//! Pure colony economy logic.
//!
//! Everything here is independent of the engine: catalog definitions,
//! leveled value curves and energy math. Functions take plain data and
//! return results, so they are unit-testable on their own and shared by the
//! engine and the headless harness.
//!
//! # Module Overview
//!
//! | Module | Purpose |
//! |--------|---------|
//! | [`catalog`] | Building/research/ship definitions, lookup, validation |
//! | [`constants`] | Shipyard speed curve, default max level, rounding |
//! | [`content`] | The built-in standard catalog tables |
//! | [`economy`] | Energy balance, brownout efficiency, clamped storage |
//! | [`leveling`] | Cost/time/energy/capacity/rate per level, multiplier fallback |
//! | [`ore`] | Ore types, deposit richness, per-ore amount tables |

pub mod catalog;
pub mod constants;
pub mod content;
pub mod economy;
pub mod leveling;
pub mod ore;
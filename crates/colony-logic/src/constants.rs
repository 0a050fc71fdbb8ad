//! Engine tunables shared by the engine and the harness.
//!
//! Plain constants with no engine dependency.

/// Build-time factor applied per shipyard level above 1.
pub const SHIPYARD_SPEEDUP: f64 = 0.85;

/// Floor for any ship build time, in milliseconds.
pub const MIN_SHIP_BUILD_MS: u64 = 1_000;

/// Max level for catalog entries that do not state one.
pub const DEFAULT_MAX_LEVEL: u32 = 1;

/// Decimal places kept for rate-style quantities.
pub const RATE_DECIMALS: i32 = 2;

pub mod time {
    pub const MS_PER_SECOND: f64 = 1_000.0;
}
• • •
Each line of the material above should be restated word for word.

(Answer space):
//! Pure colony economy logic.
//!
//! Everything here is independent of the engine: catalog definitions,
//! leveled value curves and energy math. Functions take plain data and
//! return results, so they are unit-testable on their own and shared by the
//! engine and the headless harness.
//!
//! # Module Overview
//!
//! | Module | Purpose |
//! |--------|---------|
//! | [`catalog`] | Building/research/ship definitions, lookup, validation |
//! | [`constants`] | Shipyard speed curve, default max level, rounding |
//! | [`content`] | The built-in standard catalog tables |
//! | [`economy`] | Energy balance, brownout efficiency, clamped storage |
//! | [`leveling`] | Cost/time/energy/capacity/rate per level, multiplier fallback |
//! | [`ore`] | Ore types, deposit richness, per-ore amount tables |

pub mod catalog;
pub mod constants;
pub mod content;
pub mod economy;
pub mod leveling;
pub mod ore;
filename crates/colony-logic/src/constants.rs
repository 0a050fc71fdbb8ad
//! Engine tunables shared by the engine and the harness.
//!
//! Plain constants with no engine dependency.

/// Build-time factor applied per shipyard level above 1.
pub const SHIPYARD_SPEEDUP: f64 = 0.85;

/// Floor for any ship build time, in milliseconds.
pub const MIN_SHIP_BUILD_MS: u64 = 1_000;

/// Max level for catalog entries that do not state one.
pub const DEFAULT_MAX_LEVEL: u32 = 1;

/// Decimal places kept for rate-style quantities.
pub const RATE_DECIMALS: i32 = 2;

pub mod time {
    pub const MS_PER_SECOND: f64 = 1_000.0;
}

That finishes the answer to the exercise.